= Assignment =
Show, in full, each line of the data that contains "format".

= Records =

--- START ---

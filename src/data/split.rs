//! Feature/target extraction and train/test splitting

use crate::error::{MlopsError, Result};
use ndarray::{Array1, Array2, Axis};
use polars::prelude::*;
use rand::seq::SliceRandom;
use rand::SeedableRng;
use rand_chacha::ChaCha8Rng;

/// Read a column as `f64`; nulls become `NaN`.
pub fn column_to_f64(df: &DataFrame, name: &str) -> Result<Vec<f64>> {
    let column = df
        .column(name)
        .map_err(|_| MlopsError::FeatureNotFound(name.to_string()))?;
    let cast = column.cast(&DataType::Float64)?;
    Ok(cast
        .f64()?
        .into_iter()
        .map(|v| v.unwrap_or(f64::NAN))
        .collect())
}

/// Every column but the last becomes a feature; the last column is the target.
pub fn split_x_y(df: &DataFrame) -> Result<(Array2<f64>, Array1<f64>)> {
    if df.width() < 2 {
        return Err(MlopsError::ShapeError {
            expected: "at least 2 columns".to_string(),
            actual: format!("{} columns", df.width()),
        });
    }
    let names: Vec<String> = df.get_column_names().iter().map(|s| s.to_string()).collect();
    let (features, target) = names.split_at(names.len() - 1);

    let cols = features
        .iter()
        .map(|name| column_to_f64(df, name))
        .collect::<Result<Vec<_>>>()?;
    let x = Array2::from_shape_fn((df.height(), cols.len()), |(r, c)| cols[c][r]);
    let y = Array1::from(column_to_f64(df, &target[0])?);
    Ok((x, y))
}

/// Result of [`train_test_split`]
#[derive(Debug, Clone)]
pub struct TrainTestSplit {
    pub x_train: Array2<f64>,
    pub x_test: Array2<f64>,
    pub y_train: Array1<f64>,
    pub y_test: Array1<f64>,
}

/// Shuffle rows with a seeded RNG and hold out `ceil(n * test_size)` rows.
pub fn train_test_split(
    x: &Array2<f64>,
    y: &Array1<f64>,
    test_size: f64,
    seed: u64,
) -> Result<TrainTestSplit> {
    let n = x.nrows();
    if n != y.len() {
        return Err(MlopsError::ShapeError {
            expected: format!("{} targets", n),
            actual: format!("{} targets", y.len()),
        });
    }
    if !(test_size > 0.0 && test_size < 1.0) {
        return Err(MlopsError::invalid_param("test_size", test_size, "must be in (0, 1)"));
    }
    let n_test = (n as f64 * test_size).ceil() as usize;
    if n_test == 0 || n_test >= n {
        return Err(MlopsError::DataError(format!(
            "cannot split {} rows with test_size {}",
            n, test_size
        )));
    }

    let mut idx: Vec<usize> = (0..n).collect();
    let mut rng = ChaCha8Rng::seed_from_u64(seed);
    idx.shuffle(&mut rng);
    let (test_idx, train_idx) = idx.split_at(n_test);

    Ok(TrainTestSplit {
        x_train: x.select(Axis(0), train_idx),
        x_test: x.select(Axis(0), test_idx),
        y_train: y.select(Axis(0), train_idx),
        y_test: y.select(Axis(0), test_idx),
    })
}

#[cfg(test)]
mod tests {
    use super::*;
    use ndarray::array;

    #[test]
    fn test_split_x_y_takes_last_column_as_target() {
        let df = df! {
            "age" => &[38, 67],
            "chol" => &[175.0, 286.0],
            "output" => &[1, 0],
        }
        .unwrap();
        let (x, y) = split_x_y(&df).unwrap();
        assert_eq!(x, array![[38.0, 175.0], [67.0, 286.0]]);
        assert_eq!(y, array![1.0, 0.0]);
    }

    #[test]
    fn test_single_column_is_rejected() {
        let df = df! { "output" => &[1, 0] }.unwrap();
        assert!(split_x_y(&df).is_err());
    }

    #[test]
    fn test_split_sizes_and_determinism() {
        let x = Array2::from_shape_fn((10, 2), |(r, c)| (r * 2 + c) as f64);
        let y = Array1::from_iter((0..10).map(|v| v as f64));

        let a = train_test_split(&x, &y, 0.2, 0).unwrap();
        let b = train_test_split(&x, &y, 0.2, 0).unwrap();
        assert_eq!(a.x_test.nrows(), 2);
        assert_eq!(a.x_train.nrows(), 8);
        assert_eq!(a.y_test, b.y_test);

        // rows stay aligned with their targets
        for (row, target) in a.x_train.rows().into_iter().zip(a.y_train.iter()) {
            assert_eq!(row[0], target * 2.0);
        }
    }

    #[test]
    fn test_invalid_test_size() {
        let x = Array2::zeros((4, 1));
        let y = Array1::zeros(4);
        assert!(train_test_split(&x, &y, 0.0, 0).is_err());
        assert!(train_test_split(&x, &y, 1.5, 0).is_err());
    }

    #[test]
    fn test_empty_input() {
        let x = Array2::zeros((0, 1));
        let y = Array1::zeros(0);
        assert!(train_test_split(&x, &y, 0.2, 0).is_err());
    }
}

--- END ---
--- START ---

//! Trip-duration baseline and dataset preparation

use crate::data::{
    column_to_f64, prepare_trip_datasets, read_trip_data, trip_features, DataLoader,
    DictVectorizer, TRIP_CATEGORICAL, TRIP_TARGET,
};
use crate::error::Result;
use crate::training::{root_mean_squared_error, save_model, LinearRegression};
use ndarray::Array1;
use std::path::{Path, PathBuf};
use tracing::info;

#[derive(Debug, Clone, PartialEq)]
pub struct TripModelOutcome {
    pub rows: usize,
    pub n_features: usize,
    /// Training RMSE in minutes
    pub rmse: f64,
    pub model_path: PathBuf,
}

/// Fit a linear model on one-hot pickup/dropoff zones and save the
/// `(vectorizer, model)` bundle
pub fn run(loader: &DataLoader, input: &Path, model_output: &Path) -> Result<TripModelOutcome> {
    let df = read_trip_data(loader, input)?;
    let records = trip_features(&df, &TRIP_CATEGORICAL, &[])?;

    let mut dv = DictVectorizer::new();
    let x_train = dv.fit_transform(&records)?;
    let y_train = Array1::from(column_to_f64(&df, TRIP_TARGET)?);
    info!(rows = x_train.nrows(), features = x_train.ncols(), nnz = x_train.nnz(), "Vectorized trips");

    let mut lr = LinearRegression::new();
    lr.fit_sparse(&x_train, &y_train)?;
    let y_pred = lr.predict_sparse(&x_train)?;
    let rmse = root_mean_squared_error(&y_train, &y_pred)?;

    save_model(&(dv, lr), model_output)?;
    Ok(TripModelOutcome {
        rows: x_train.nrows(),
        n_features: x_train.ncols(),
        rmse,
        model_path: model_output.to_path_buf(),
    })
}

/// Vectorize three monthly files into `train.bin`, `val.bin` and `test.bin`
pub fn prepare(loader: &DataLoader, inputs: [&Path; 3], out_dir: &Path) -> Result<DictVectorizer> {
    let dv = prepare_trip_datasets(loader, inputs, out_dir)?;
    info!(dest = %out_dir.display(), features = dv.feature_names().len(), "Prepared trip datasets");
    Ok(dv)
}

--- END ---

= Solution for this exercise =
            actual: format!("{} columns", df.width()),
            expected: format!("{} targets", n),
            actual: format!("{} targets", y.len()),
        return Err(MlopsError::DataError(format!(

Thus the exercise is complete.